In the data below, give the number of lines that contain the word "impl". Nothing else is needed.

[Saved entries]
◇ ◇ ◇
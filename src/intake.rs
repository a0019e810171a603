// src/intake.rs

use crate::invoice::{self, ParseError, RuleStatus};
use crate::invoice_db::{InvoiceStore, NewInvoice, StoredInvoice, UploadedFile};
use crate::llm_client::{InvoiceModel, ModelError};
use crate::prompts;
use std::path::Path;
use std::sync::Mutex;
use thiserror::Error;
use time::{Date, OffsetDateTime};
use tracing::{Instrument, info, info_span, warn};

#[derive(Debug, Error)]
pub enum IntakeError {
    #[error("failed to read upload: {0}")]
    Io(#[from] std::io::Error),
    #[error("model call failed: {0}")]
    Model(#[from] ModelError),
    #[error("unusable model reply: {0}")]
    Parse(#[from] ParseError),
    #[error("database error: {0}")]
    Db(#[from] rusqlite::Error),
    #[error("database lock poisoned")]
    Poisoned,
}

/// Run one saved upload through transcription, extraction and storage.
pub async fn process_upload(
    model: &dyn InvoiceModel,
    store: &Mutex<InvoiceStore>,
    upload: &UploadedFile,
) -> Result<StoredInvoice, IntakeError> {
    let today = OffsetDateTime::now_utc().date();
    let span = info_span!("intake", id = upload.id, file = %upload.file_name);
    process_file(model, store, Path::new(&upload.file_path), today)
        .instrument(span)
        .await
}

/// The pipeline proper; `today` anchors the date validity rule.
pub async fn process_file(
    model: &dyn InvoiceModel,
    store: &Mutex<InvoiceStore>,
    path: &Path,
    today: Date,
) -> Result<StoredInvoice, IntakeError> {
    let pdf_bytes = tokio::fs::read(path).await?;
    info!(bytes = pdf_bytes.len(), model = %model.describe(), "Transcribing document");

    let ocr_text = model.transcribe(&pdf_bytes).await?;
    info!(chars = ocr_text.len(), "Transcription received");

    let prompt = prompts::render_invoice_prompt(&ocr_text, today);
    let reply = model.extract(&prompt).await?;
    let extracted = invoice::parse_model_reply(&reply)?;

    let (filled, total) = extracted.coverage();
    let summary = extracted.rule_summary();
    info!(
        filled,
        total,
        invoice_no = ?extracted.invoice_number(),
        vendor = ?extracted.vendor_name(),
        pass = summary.pass,
        warnings = summary.warning,
        fails = summary.fail,
        confidence = ?extracted.confidence_score,
        "Extraction result"
    );

    for rule in extracted.rules() {
        if rule.status == RuleStatus::Fail {
            warn!(rule = %rule.rule_name, message = %rule.message, "Rule failed");
        }
    }

    let derived = extracted.derived_doc_score();
    match extracted.reported_doc_score() {
        Some(reported) if reported != derived => {
            warn!(%reported, %derived, "Model doc_score disagrees with its rule trace");
        }
        None => warn!(raw = ?extracted.doc_score, %derived, "Model doc_score missing or unknown"),
        _ => {}
    }

    let file_hash = InvoiceStore::sha256_hex(&pdf_bytes);
    let file_name = path
        .file_name()
        .map(|n| n.to_string_lossy().into_owned())
        .unwrap_or_default();

    let store = store.lock().map_err(|_| IntakeError::Poisoned)?;
    let stored = store.insert_invoice(&NewInvoice {
        source_file_name: &file_name,
        source_file_hash: &file_hash,
        raw_text: &ocr_text,
        extracted: &extracted,
    })?;
    Ok(stored)
}

#[cfg(test)]
pub(crate) mod tests {
    use super::*;
    use async_trait::async_trait;
    use std::sync::Mutex as StdMutex;
    use time::macros::date;

    /// Canned model that records the prompts it sees.
    pub(crate) struct FakeModel {
        pub transcript: String,
        pub reply: String,
        pub prompts: StdMutex<Vec<String>>,
    }

    impl FakeModel {
        pub(crate) fn new(transcript: &str, reply: &str) -> Self {
            Self {
                transcript: transcript.to_string(),
                reply: reply.to_string(),
                prompts: StdMutex::new(Vec::new()),
            }
        }
    }

    #[async_trait]
    impl InvoiceModel for FakeModel {
        async fn transcribe(&self, pdf_bytes: &[u8]) -> Result<String, ModelError> {
            if pdf_bytes.is_empty() {
                return Err(ModelError::Empty);
            }
            Ok(self.transcript.clone())
        }

        async fn extract(&self, prompt: &str) -> Result<String, ModelError> {
            self.prompts.lock().unwrap().push(prompt.to_string());
            Ok(self.reply.clone())
        }

        fn describe(&self) -> String {
            "fake".to_string()
        }
    }

    pub(crate) const GOOD_REPLY: &str = r#"{
        "raw_extracted_json": {"GSTIN": "29ABCDE1234F1Z5"},
        "vendor": {"vendor_name": "Bharat Supplies", "vendor_gstin": "29ABCDE1234F1Z5", "vendor_pan": "ABCDE1234F"},
        "invoice": {"invoice_number": "BS/24-25/118", "invoice_date": "2025-02-10"},
        "items": [],
        "amounts": {"taxable_amount": 500.0, "cgst_amount": 45.0, "sgst_amount": 45.0, "igst_amount": 0.0, "total_tax_amount": 90.0, "invoice_total_amount": 590.0, "tax_applicable": true},
        "classification": {"expense_type": "OpEx", "ledger_category": "Expenses"},
        "rule_trace": [{"rule_name": "TAX STRUCTURE CONSISTENCY", "status": "PASS", "message": "intra-state"}],
        "confidence_score": 88,
        "doc_score": "ACCEPTABLE"
    }"#;

    #[tokio::test]
    async fn test_pipeline_stores_invoice() {
        let dir = tempfile::tempdir().unwrap();
        let path = dir.path().join("bill.pdf");
        std::fs::write(&path, b"%PDF-1.4 bill").unwrap();

        let model = FakeModel::new("TAX INVOICE BS/24-25/118", GOOD_REPLY);
        let store = Mutex::new(InvoiceStore::in_memory().unwrap());

        let stored = process_file(&model, &store, &path, date!(2025 - 03 - 01))
            .await
            .unwrap();

        assert_eq!(stored.source_file_name.as_deref(), Some("bill.pdf"));
        assert_eq!(
            stored.source_file_hash,
            Some(InvoiceStore::sha256_hex(b"%PDF-1.4 bill"))
        );
        assert_eq!(stored.raw_text.as_deref(), Some("TAX INVOICE BS/24-25/118"));
        assert_eq!(stored.doc_score.as_deref(), Some("ACCEPTABLE"));
        assert_eq!(stored.confidence_score, Some(88.0));

        let prompts = model.prompts.lock().unwrap();
        assert_eq!(prompts.len(), 1);
        assert!(prompts[0].contains("TAX INVOICE BS/24-25/118"));
        assert!(prompts[0].contains("Use 2025-03-01 as Current Date"));

        let store = store.lock().unwrap();
        assert_eq!(store.list_invoices().unwrap().len(), 1);
    }

    #[tokio::test]
    async fn test_unparseable_reply_stores_nothing() {
        let dir = tempfile::tempdir().unwrap();
        let path = dir.path().join("bill.pdf");
        std::fs::write(&path, b"%PDF").unwrap();

        let model = FakeModel::new("text", "Sorry, I cannot help with that.");
        let store = Mutex::new(InvoiceStore::in_memory().unwrap());

        let err = process_file(&model, &store, &path, date!(2025 - 03 - 01))
            .await
            .unwrap_err();
        assert!(matches!(err, IntakeError::Parse(_)));
        assert!(store.lock().unwrap().list_invoices().unwrap().is_empty());
    }

    #[tokio::test]
    async fn test_missing_file_is_io_error() {
        let model = FakeModel::new("text", GOOD_REPLY);
        let store = Mutex::new(InvoiceStore::in_memory().unwrap());
        let err = process_file(&model, &store, Path::new("/nonexistent/x.pdf"), date!(2025 - 01 - 01))
            .await
            .unwrap_err();
        assert!(matches!(err, IntakeError::Io(_)));
    }

    #[tokio::test]
    async fn test_model_failure_propagates() {
        let dir = tempfile::tempdir().unwrap();
        let path = dir.path().join("empty.pdf");
        std::fs::write(&path, b"").unwrap();

        let model = FakeModel::new("text", GOOD_REPLY);
        let store = Mutex::new(InvoiceStore::in_memory().unwrap());
        let err = process_file(&model, &store, &path, date!(2025 - 01 - 01))
            .await
            .unwrap_err();
        assert!(matches!(err, IntakeError::Model(ModelError::Empty)));
    }
}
◇ ◇ ◇
▶ [OUTPUT BELOW] 2